An exact, complete copy of the data that follows is needed.

RECORDS FOR THE EXERCISE —
※

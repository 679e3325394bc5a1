// ABOUTME: fridge-cli - terminal client for the My Fridge Food recipe API
// ABOUTME: Browses the ingredient catalog and finds recipes for a set of ingredients
//
// Licensed under either of Apache License, Version 2.0 or MIT License at your option.
// Copyright ©2025 Async-IO.org
//!
//! Usage:
//! ```bash
//! # Show the catalog grouped by category
//! fridge-cli ingredients
//!
//! # Search the catalog
//! fridge-cli ingredients --search chil
//!
//! # Find recipes cookable with these ingredients
//! fridge-cli find egg milk "green chilli"
//!
//! # Talk to another deployment
//! fridge-cli --server-url https://fridge.example.com/api find egg
//! ```

mod commands;

use anyhow::Result;
use clap::{Parser, Subcommand};
use fridge_food_server::{
    client::{ApiClient, Finder},
    constants::{defaults, service_names},
    logging::LoggingConfig,
};

#[derive(Parser)]
#[command(
    name = "fridge-cli",
    about = "My Fridge Food CLI",
    long_about = "Browse the ingredient catalog and find the recipes you can cook with what is in your fridge."
)]
struct Cli {
    #[command(subcommand)]
    command: Command,

    /// Recipe API base URL
    #[arg(long, global = true, env = "FRIDGE_SERVER_URL", default_value = defaults::SERVER_URL)]
    server_url: String,

    /// Enable debug logging
    #[arg(long, short = 'v', global = true)]
    verbose: bool,
}

#[non_exhaustive]
#[derive(Subcommand)]
enum Command {
    /// List the ingredient catalog
    Ingredients {
        /// Only show ingredients containing this text
        #[arg(long, short = 's')]
        search: Option<String>,
    },

    /// Find recipes whose every ingredient is in the list
    Find {
        /// Ingredient names
        ingredients: Vec<String>,
    },
}

#[tokio::main]
async fn main() -> Result<()> {
    let cli = Cli::parse();

    LoggingConfig::for_cli(service_names::FRIDGE_CLI, cli.verbose).init()?;

    let client = ApiClient::new(&cli.server_url)?;
    let mut finder = Finder::new(client);

    match cli.command {
        Command::Ingredients { search } => commands::ingredients::run(&mut finder, search).await,
        Command::Find { ingredients } => commands::find::run(&mut finder, &ingredients).await,
    }
}
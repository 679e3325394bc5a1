// ABOUTME: HTTP server assembly for the recipe API
// ABOUTME: Builds the layered axum router and serves it until Ctrl+C or SIGTERM
//
// Licensed under either of Apache License, Version 2.0 or MIT License at your option.
// Copyright ©2025 Async-IO.org

//! # Server
//!
//! Every API route is reachable both at the root and under `/api`, the
//! prefix the web front end uses.

use std::sync::Arc;

use anyhow::{Context, Result};
use axum::{extract::DefaultBodyLimit, routing::get, Router};
use fridge_core::constants::{defaults, routes};
use tokio::net::TcpListener;
use tower::ServiceBuilder;
use tracing::{info, warn};

use crate::middleware::{propagate_request_id_layer, set_request_id_layer, setup_cors, trace_layer};
use crate::resources::ServerResources;
use crate::routes::{HealthRoutes, IngredientRoutes, RecipeRoutes};

/// Build the complete router with middleware applied
pub fn build_router(resources: Arc<ServerResources>) -> Router {
    let api = Router::new()
        .merge(IngredientRoutes::routes(Arc::clone(&resources)))
        .merge(RecipeRoutes::routes(Arc::clone(&resources)))
        .merge(HealthRoutes::routes(Arc::clone(&resources)));

    Router::new()
        .route("/", get(HealthRoutes::handle_welcome))
        .merge(api.clone())
        .nest(routes::API_PREFIX, api)
        .layer(
            ServiceBuilder::new()
                .layer(set_request_id_layer())
                .layer(trace_layer())
                .layer(propagate_request_id_layer())
                .layer(setup_cors(&resources.config)),
        )
        .layer(DefaultBodyLimit::max(defaults::MAX_REQUEST_BODY_BYTES))
}

/// Bind the configured address and serve until a shutdown signal arrives
///
/// # Errors
///
/// Returns an error if the address cannot be bound or the server fails
pub async fn run(resources: Arc<ServerResources>) -> Result<()> {
    let address = resources.config.bind_address();
    let listener = TcpListener::bind(&address)
        .await
        .with_context(|| format!("Failed to bind {address}"))?;
    serve(listener, resources).await
}

/// Serve on an already-bound listener until a shutdown signal arrives
///
/// # Errors
///
/// Returns an error if the server fails
pub async fn serve(listener: TcpListener, resources: Arc<ServerResources>) -> Result<()> {
    let local_addr = listener.local_addr().context("Listener has no local address")?;
    info!(
        address = %local_addr,
        backend = resources.database.backend_info(),
        "Recipe API listening"
    );

    axum::serve(listener, build_router(resources))
        .with_graceful_shutdown(shutdown_signal())
        .await
        .context("HTTP server error")?;

    info!("Recipe API stopped");
    Ok(())
}

/// Resolve when Ctrl+C or SIGTERM is received
pub async fn shutdown_signal() {
    let ctrl_c = async {
        if let Err(e) = tokio::signal::ctrl_c().await {
            warn!(error = %e, "Failed to install Ctrl+C handler");
            std::future::pending::<()>().await;
        }
    };

    #[cfg(unix)]
    let terminate = async {
        match tokio::signal::unix::signal(tokio::signal::unix::SignalKind::terminate()) {
            Ok(mut signal) => {
                signal.recv().await;
            }
            Err(e) => {
                warn!(error = %e, "Failed to install SIGTERM handler");
                std::future::pending::<()>().await;
            }
        }
    };

    #[cfg(not(unix))]
    let terminate = std::future::pending::<()>();

    tokio::select! {
        () = ctrl_c => info!("Received Ctrl+C, shutting down"),
        () = terminate => info!("Received SIGTERM, shutting down"),
    }
}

※

RESULT OF THIS EXERCISE —
repository 679e3325394bc5a1
// ABOUTME: fridge-cli - terminal client for the My Fridge Food recipe API
// ABOUTME: Browses the ingredient catalog and finds recipes for a set of ingredients
//
// Licensed under either of Apache License, Version 2.0 or MIT License at your option.
// Copyright ©2025 Async-IO.org
//!
//! Usage:
//! ```bash
//! # Show the catalog grouped by category
//! fridge-cli ingredients
//!
//! # Search the catalog
//! fridge-cli ingredients --search chil
//!
//! # Find recipes cookable with these ingredients
//! fridge-cli find egg milk "green chilli"
//!
//! # Talk to another deployment
//! fridge-cli --server-url https://fridge.example.com/api find egg
//! ```

mod commands;

use anyhow::Result;
use clap::{Parser, Subcommand};
use fridge_food_server::{
    client::{ApiClient, Finder},
    constants::{defaults, service_names},
    logging::LoggingConfig,
};

#[derive(Parser)]
#[command(
    name = "fridge-cli",
    about = "My Fridge Food CLI",
    long_about = "Browse the ingredient catalog and find the recipes you can cook with what is in your fridge."
)]
struct Cli {
    #[command(subcommand)]
    command: Command,

    /// Recipe API base URL
    #[arg(long, global = true, env = "FRIDGE_SERVER_URL", default_value = defaults::SERVER_URL)]
    server_url: String,

    /// Enable debug logging
    #[arg(long, short = 'v', global = true)]
    verbose: bool,
}

#[non_exhaustive]
#[derive(Subcommand)]
enum Command {
    /// List the ingredient catalog
    Ingredients {
        /// Only show ingredients containing this text
        #[arg(long, short = 's')]
        search: Option<String>,
    },

    /// Find recipes whose every ingredient is in the list
    Find {
        /// Ingredient names
        ingredients: Vec<String>,
    },
}

#[tokio::main]
async fn main() -> Result<()> {
    let cli = Cli::parse();

    LoggingConfig::for_cli(service_names::FRIDGE_CLI, cli.verbose).init()?;

    let client = ApiClient::new(&cli.server_url)?;
    let mut finder = Finder::new(client);

    match cli.command {
        Command::Ingredients { search } => commands::ingredients::run(&mut finder, search).await,
        Command::Find { ingredients } => commands::find::run(&mut finder, &ingredients).await,
    }
}
repository 679e3325394bc5a1
// ABOUTME: HTTP server assembly for the recipe API
// ABOUTME: Builds the layered axum router and serves it until Ctrl+C or SIGTERM
//
// Licensed under either of Apache License, Version 2.0 or MIT License at your option.
// Copyright ©2025 Async-IO.org

//! # Server
//!
//! Every API route is reachable both at the root and under `/api`, the
//! prefix the web front end uses.

use std::sync::Arc;

use anyhow::{Context, Result};
use axum::{extract::DefaultBodyLimit, routing::get, Router};
use fridge_core::constants::{defaults, routes};
use tokio::net::TcpListener;
use tower::ServiceBuilder;
use tracing::{info, warn};

use crate::middleware::{propagate_request_id_layer, set_request_id_layer, setup_cors, trace_layer};
use crate::resources::ServerResources;
use crate::routes::{HealthRoutes, IngredientRoutes, RecipeRoutes};

/// Build the complete router with middleware applied
pub fn build_router(resources: Arc<ServerResources>) -> Router {
    let api = Router::new()
        .merge(IngredientRoutes::routes(Arc::clone(&resources)))
        .merge(RecipeRoutes::routes(Arc::clone(&resources)))
        .merge(HealthRoutes::routes(Arc::clone(&resources)));

    Router::new()
        .route("/", get(HealthRoutes::handle_welcome))
        .merge(api.clone())
        .nest(routes::API_PREFIX, api)
        .layer(
            ServiceBuilder::new()
                .layer(set_request_id_layer())
                .layer(trace_layer())
                .layer(propagate_request_id_layer())
                .layer(setup_cors(&resources.config)),
        )
        .layer(DefaultBodyLimit::max(defaults::MAX_REQUEST_BODY_BYTES))
}

/// Bind the configured address and serve until a shutdown signal arrives
///
/// # Errors
///
/// Returns an error if the address cannot be bound or the server fails
pub async fn run(resources: Arc<ServerResources>) -> Result<()> {
    let address = resources.config.bind_address();
    let listener = TcpListener::bind(&address)
        .await
        .with_context(|| format!("Failed to bind {address}"))?;
    serve(listener, resources).await
}

/// Serve on an already-bound listener until a shutdown signal arrives
///
/// # Errors
///
/// Returns an error if the server fails
pub async fn serve(listener: TcpListener, resources: Arc<ServerResources>) -> Result<()> {
    let local_addr = listener.local_addr().context("Listener has no local address")?;
    info!(
        address = %local_addr,
        backend = resources.database.backend_info(),
        "Recipe API listening"
    );

    axum::serve(listener, build_router(resources))
        .with_graceful_shutdown(shutdown_signal())
        .await
        .context("HTTP server error")?;

    info!("Recipe API stopped");
    Ok(())
}

/// Resolve when Ctrl+C or SIGTERM is received
pub async fn shutdown_signal() {
    let ctrl_c = async {
        if let Err(e) = tokio::signal::ctrl_c().await {
            warn!(error = %e, "Failed to install Ctrl+C handler");
            std::future::pending::<()>().await;
        }
    };

    #[cfg(unix)]
    let terminate = async {
        match tokio::signal::unix::signal(tokio::signal::unix::SignalKind::terminate()) {
            Ok(mut signal) => {
                signal.recv().await;
            }
            Err(e) => {
                warn!(error = %e, "Failed to install SIGTERM handler");
                std::future::pending::<()>().await;
            }
        }
    };

    #[cfg(not(unix))]
    let terminate = std::future::pending::<()>();

    tokio::select! {
        () = ctrl_c => info!("Received Ctrl+C, shutting down"),
        () = terminate => info!("Received SIGTERM, shutting down"),
    }
}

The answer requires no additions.